Collaboration
CRT Ltd, the technology transfer and commercialisation arm of the UK research charity, Cancer Research UK, has teamed up with AstraZeneca plc in a three-year, multi-project alliance, to discover and develop new drugs that target cancer cell metabolism. The alliance will work on a portfolio of projects selected by CRT from the charity’s basic research into cancer metabolism.
Tumour cells use energy differently from normal cells, particularly under the conditions of nutrient and hypoxic stress that occur in rapidly-growing tumours.

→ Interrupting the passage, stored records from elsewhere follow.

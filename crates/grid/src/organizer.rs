//! First-fit packing ("organize").
//!
//! Items are sorted by descending bounding-box area (stable, so equal areas keep
//! their input order) and each one is dropped into the first row-major position
//! where all of its occupied cells are free. Items that fit nowhere are left out.
//!
//! The sort key is the bounding box, not the occupied-cell count: a sparse shape
//! with a large box is packed as if it were large.

use backpack_core::{GridConfig, OrganizeResult, PlacedItem, Shape, ShapeCatalog};
use std::cmp::Reverse;

/// Boolean working grid used while packing.
struct CellMask {
    cols: usize,
    cells: Vec<bool>,
}

impl CellMask {
    fn new(grid: &GridConfig) -> Self {
        Self {
            cols: grid.cols,
            cells: vec![false; grid.cell_count()],
        }
    }

    /// Returns whether every occupied cell of `shape` at `(x, y)` is free.
    /// The caller guarantees the bounding box is inside the grid.
    fn fits(&self, shape: &Shape, x: usize, y: usize) -> bool {
        shape
            .cells()
            .all(|(r, c)| !self.cells[(y + r) * self.cols + x + c])
    }

    fn fill(&mut self, shape: &Shape, x: usize, y: usize) {
        for (r, c) in shape.cells() {
            self.cells[(y + r) * self.cols + x + c] = true;
        }
    }
}

/// Returns the first row-major `(x, y)` where `shape` fits, if any.
fn first_fit(mask: &CellMask, shape: &Shape, grid: &GridConfig) -> Option<(usize, usize)> {
    if shape.width() > grid.cols || shape.height() > grid.rows {
        return None;
    }

    for y in 0..=grid.rows - shape.height() {
        for x in 0..=grid.cols - shape.width() {
            if mask.fits(shape, x, y) {
                return Some((x, y));
            }
        }
    }
    None
}

/// Packs `items` into an empty `grid` and reports what was placed and dropped.
///
/// Items whose type is missing from `catalog` have no footprint and are dropped.
/// Rotation values are carried through untouched. The output is fully determined
/// by the input order.
pub fn organize_report<C>(items: &[PlacedItem], catalog: &C, grid: &GridConfig) -> OrganizeResult
where
    C: ShapeCatalog + ?Sized,
{
    let mut order: Vec<(&PlacedItem, Option<&Shape>)> = items
        .iter()
        .map(|item| (item, catalog.shape(&item.item_type)))
        .collect();
    // `sort_by_key` is stable
    order.sort_by_key(|(_, shape)| Reverse(shape.map_or(0, Shape::area)));

    let mut mask = CellMask::new(grid);
    let mut result = OrganizeResult::new();

    for (item, shape) in order {
        let Some(shape) = shape else {
            log::debug!(
                "Dropping {}: unknown item type '{}'",
                item.id,
                item.item_type
            );
            result.unplaced.push(item.id.clone());
            continue;
        };

        match first_fit(&mask, shape, grid) {
            Some((x, y)) => {
                mask.fill(shape, x, y);
                result.occupied_cells += shape.cell_count();
                result.items.push(item.at(x as i32, y as i32));
                log::trace!("Placed {} at ({}, {})", item.id, x, y);
            }
            None => {
                log::debug!("Dropping {}: no free position for {}", item.id, item.item_type);
                result.unplaced.push(item.id.clone());
            }
        }
    }

    let total = grid.cell_count();
    result.utilization = if total > 0 {
        result.occupied_cells as f64 / total as f64
    } else {
        0.0
    };

    if !result.unplaced.is_empty() {
        log::debug!(
            "Organize placed {} of {} items",
            result.items.len(),
            items.len()
        );
    }

    result
}

/// Packs `items` into an empty `grid`, returning the items that fit with their new
/// coordinates.
///
/// ```rust
/// use backpack_grid::{organize, Catalog, GridConfig, ItemType, PlacedItem, Shape};
///
/// let catalog = Catalog::new().with_item(ItemType::new("gem", Shape::unit()));
/// let items: Vec<_> = ["a", "b", "c", "d"]
///     .iter()
///     .map(|id| PlacedItem::new(*id, "gem", 0, 0))
///     .collect();
///
/// let packed = organize(&items, &catalog, &GridConfig::with_size(2, 2));
/// let positions: Vec<_> = packed.iter().map(|i| i.position()).collect();
/// assert_eq!(positions, vec![(0, 0), (1, 0), (0, 1), (1, 1)]);
/// ```
pub fn organize<C>(items: &[PlacedItem], catalog: &C, grid: &GridConfig) -> Vec<PlacedItem>
where
    C: ShapeCatalog + ?Sized,
{
    organize_report(items, catalog, grid).into_items()
}
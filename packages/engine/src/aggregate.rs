//! Overlap-weighted aggregation and pivoting.
//!
//! For each estimate variable declared by the table's catalog, the
//! weighted sum `Σ overlap_i × value_i` runs over the geographies
//! present in both the overlap set and the fetched values (an inner
//! join on geography id: the ACS omits geographies with no reported
//! data for a table, and that must not raise). The sum is NOT
//! renormalized by total overlap weight: the result approximates the
//! portion of the quantity falling inside the circle, not a weighted
//! average of a rate.

use std::collections::BTreeMap;

use census_map_models::{AggregateRow, Overlap, PivotRow, PivotTable, ValueTable, VariableMeta};

/// Aggregates one (point, table) pair into one row per estimate
/// variable.
///
/// Columns are declared by the catalog (only estimate variables are
/// surfaced), never inferred from the payload by runtime coercion.
/// A variable whose every contributing cell is missing or non-numeric
/// is dropped entirely, not emitted as zero.
#[must_use]
pub fn aggregate(
    point_name: &str,
    catalog: &BTreeMap<String, VariableMeta>,
    overlaps: &[Overlap],
    values: &ValueTable,
) -> Vec<AggregateRow> {
    let mut rows = Vec::new();

    for (var_id, meta) in catalog {
        if !meta.is_estimate {
            continue;
        }

        let mut sum = 0.0;
        let mut contributed = false;

        for overlap in overlaps {
            let Some(raw) = values.value(&overlap.geoidfq, var_id) else {
                continue;
            };
            let Ok(value) = raw.parse::<f64>() else {
                continue;
            };
            sum += overlap.percent_overlap * value;
            contributed = true;
        }

        if contributed {
            rows.push(AggregateRow {
                point_name: point_name.to_string(),
                var_id: var_id.clone(),
                label: meta.label.clone(),
                value: sum,
            });
        }
    }

    rows
}

/// Pivots aggregates into one row per point name, one column per
/// variable label.
///
/// Column order is first-seen label order; row order is first-seen
/// point order. On duplicate (point, label) pairs across tables the
/// first value wins.
#[must_use]
pub fn pivot(aggregates: &[AggregateRow]) -> PivotTable {
    let mut columns: Vec<String> = Vec::new();
    let mut point_order: Vec<String> = Vec::new();
    let mut cells: BTreeMap<(String, String), f64> = BTreeMap::new();

    for row in aggregates {
        if !columns.contains(&row.label) {
            columns.push(row.label.clone());
        }
        if !point_order.contains(&row.point_name) {
            point_order.push(row.point_name.clone());
        }
        cells
            .entry((row.point_name.clone(), row.label.clone()))
            .or_insert(row.value);
    }

    let rows = point_order
        .into_iter()
        .map(|point_name| {
            let values = columns
                .iter()
                .map(|label| cells.get(&(point_name.clone(), label.clone())).copied())
                .collect();
            PivotRow { point_name, values }
        })
        .collect();

    PivotTable { columns, rows }
}

#[cfg(test)]
mod tests {
    use super::*;

    fn catalog_with(vars: &[(&str, &str, bool)]) -> BTreeMap<String, VariableMeta> {
        vars.iter()
            .map(|(id, label, is_estimate)| {
                (
                    (*id).to_string(),
                    VariableMeta {
                        label: (*label).to_string(),
                        is_estimate: *is_estimate,
                    },
                )
            })
            .collect()
    }

    fn overlap(geoidfq: &str, pct: f64) -> Overlap {
        Overlap {
            geoidfq: geoidfq.to_string(),
            percent_overlap: pct,
            centroid_distance_m: 0.0,
        }
    }

    fn values_with(cells: &[(&str, &str, &str)]) -> ValueTable {
        let mut table = ValueTable::default();
        for (geoidfq, var_id, value) in cells {
            if !table.columns.contains(&(*var_id).to_string()) {
                table.columns.push((*var_id).to_string());
            }
            table
                .rows
                .entry((*geoidfq).to_string())
                .or_default()
                .insert((*var_id).to_string(), (*value).to_string());
        }
        table
    }

    #[test]
    fn weighted_sum_matches_reference_example() {
        // overlaps 0.5 and 0.25, values 100 and 200 -> 0.5*100 + 0.25*200 = 100
        let catalog = catalog_with(&[("B01001_001E", "Estimate Total:", true)]);
        let overlaps = vec![overlap("g1", 0.5), overlap("g2", 0.25)];
        let values = values_with(&[("g1", "B01001_001E", "100"), ("g2", "B01001_001E", "200")]);

        let rows = aggregate("Point 1", &catalog, &overlaps, &values);

        assert_eq!(rows.len(), 1);
        assert!((rows[0].value - 100.0).abs() < f64::EPSILON);
        assert_eq!(rows[0].var_id, "B01001_001E");
        assert_eq!(rows[0].label, "Estimate Total:");
        assert_eq!(rows[0].point_name, "Point 1");
    }

    #[test]
    fn full_overlap_passes_values_through_unmodified() {
        let catalog = catalog_with(&[
            ("B01001_001E", "Total", true),
            ("B01001_002E", "Male", true),
        ]);
        let overlaps = vec![overlap("g1", 1.0)];
        let values = values_with(&[("g1", "B01001_001E", "1181"), ("g1", "B01001_002E", "540")]);

        let rows = aggregate("Point 1", &catalog, &overlaps, &values);

        assert_eq!(rows.len(), 2);
        assert!((rows[0].value - 1181.0).abs() < f64::EPSILON);
        assert!((rows[1].value - 540.0).abs() < f64::EPSILON);
    }

    #[test]
    fn inner_join_ignores_one_sided_geographies() {
        let catalog = catalog_with(&[("B01001_001E", "Total", true)]);
        // g2 has overlap but no values; g3 has values but no overlap
        let overlaps = vec![overlap("g1", 0.5), overlap("g2", 0.5)];
        let values = values_with(&[("g1", "B01001_001E", "100"), ("g3", "B01001_001E", "999")]);

        let rows = aggregate("Point 1", &catalog, &overlaps, &values);

        assert_eq!(rows.len(), 1);
        assert!((rows[0].value - 50.0).abs() < f64::EPSILON);
    }

    #[test]
    fn non_estimate_variables_excluded() {
        let catalog = catalog_with(&[
            ("B01001_001E", "Total", true),
            ("B01001_001M", "Margin", false),
        ]);
        let overlaps = vec![overlap("g1", 1.0)];
        let values = values_with(&[("g1", "B01001_001E", "100"), ("g1", "B01001_001M", "12")]);

        let rows = aggregate("Point 1", &catalog, &overlaps, &values);

        assert_eq!(rows.len(), 1);
        assert_eq!(rows[0].var_id, "B01001_001E");
    }

    #[test]
    fn all_missing_variable_dropped_not_zero() {
        let catalog = catalog_with(&[
            ("B01001_001E", "Total", true),
            ("B01001_002E", "Male", true),
        ]);
        let overlaps = vec![overlap("g1", 1.0)];
        // 002E present but non-numeric (ACS annotation placeholder)
        let values = values_with(&[("g1", "B01001_001E", "100"), ("g1", "B01001_002E", "-")]);

        let rows = aggregate("Point 1", &catalog, &overlaps, &values);

        assert_eq!(rows.len(), 1);
        assert_eq!(rows[0].var_id, "B01001_001E");
    }

    #[test]
    fn empty_overlaps_produce_no_rows() {
        let catalog = catalog_with(&[("B01001_001E", "Total", true)]);
        let values = values_with(&[("g1", "B01001_001E", "100")]);

        assert!(aggregate("Point 1", &catalog, &[], &values).is_empty());
    }

    #[test]
    fn pivot_one_row_per_point_one_column_per_label() {
        let aggregates = vec![
            AggregateRow {
                point_name: "Home".to_string(),
                var_id: "B01001_001E".to_string(),
                label: "Total".to_string(),
                value: 100.0,
            },
            AggregateRow {
                point_name: "Home".to_string(),
                var_id: "B19013_001E".to_string(),
                label: "Median income".to_string(),
                value: 55_000.0,
            },
            AggregateRow {
                point_name: "Work".to_string(),
                var_id: "B01001_001E".to_string(),
                label: "Total".to_string(),
                value: 250.0,
            },
        ];

        let table = pivot(&aggregates);

        assert_eq!(table.columns, vec!["Total", "Median income"]);
        assert_eq!(table.rows.len(), 2);
        assert_eq!(table.rows[0].point_name, "Home");
        assert_eq!(table.rows[0].values, vec![Some(100.0), Some(55_000.0)]);
        assert_eq!(table.rows[1].point_name, "Work");
        // Work has no median-income aggregate -> hole, not zero
        assert_eq!(table.rows[1].values, vec![Some(250.0), None]);
    }

    #[test]
    fn pivot_first_value_wins_on_duplicate_labels() {
        let aggregates = vec![
            AggregateRow {
                point_name: "Home".to_string(),
                var_id: "B01001_001E".to_string(),
                label: "Total".to_string(),
                value: 100.0,
            },
            AggregateRow {
                point_name: "Home".to_string(),
                var_id: "B99999_001E".to_string(),
                label: "Total".to_string(),
                value: 999.0,
            },
        ];

        let table = pivot(&aggregates);

        assert_eq!(table.rows.len(), 1);
        assert_eq!(table.rows[0].values, vec![Some(100.0)]);
    }

    #[test]
    fn pivot_skips_points_with_no_aggregates() {
        // A point with zero intersecting geographies contributes no
        // aggregates, so it must produce no row (and no error).
        let aggregates = vec![AggregateRow {
            point_name: "Work".to_string(),
            var_id: "B01001_001E".to_string(),
            label: "Total".to_string(),
            value: 250.0,
        }];

        let table = pivot(&aggregates);

        assert_eq!(table.rows.len(), 1);
        assert_eq!(table.rows[0].point_name, "Work");
    }

    #[test]
    fn pivot_of_nothing_is_empty() {
        let table = pivot(&[]);
        assert!(table.columns.is_empty());
        assert!(table.rows.is_empty());
    }
}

An alliance team of 30 researchers will work at CRT’s Discovery Laboratories in London and Cambridge, and AstraZeneca’s cancer research centre near Manchester. They will develop small molecules which target tumour metabolism in an attempt to deprive cancer cells of the nutrients they need to grow.
AstraZeneca will take the most promising projects forward into pre-clinical and clinical drug development, with CRT receiving milestone payments and royalties on any products that AstraZeneca takes into clinical development.
Keith Blundy, chief executive of CRT, said the deal is a vindication of CRT’s decision to invest in setting up its own labs to advance basic research funded by Cancer Research UK to the point where it is of commercial interest. “It’s a major milestone in the development of CRT’s Discovery Laboratories, which have been created to advance early stage cancer discoveries to a point where they are attractive to commercial collaborators.”
Les Hughes, Global Vice President of Cancer Research at AstraZeneca, said the deal will enable the company to “speed up research” in this area by pairing AstraZeneca’s drug discovery and development capabilities with CRT’s expertise in indentifying and progressing new targets selected from Cancer Research UK’s basic research portfolio.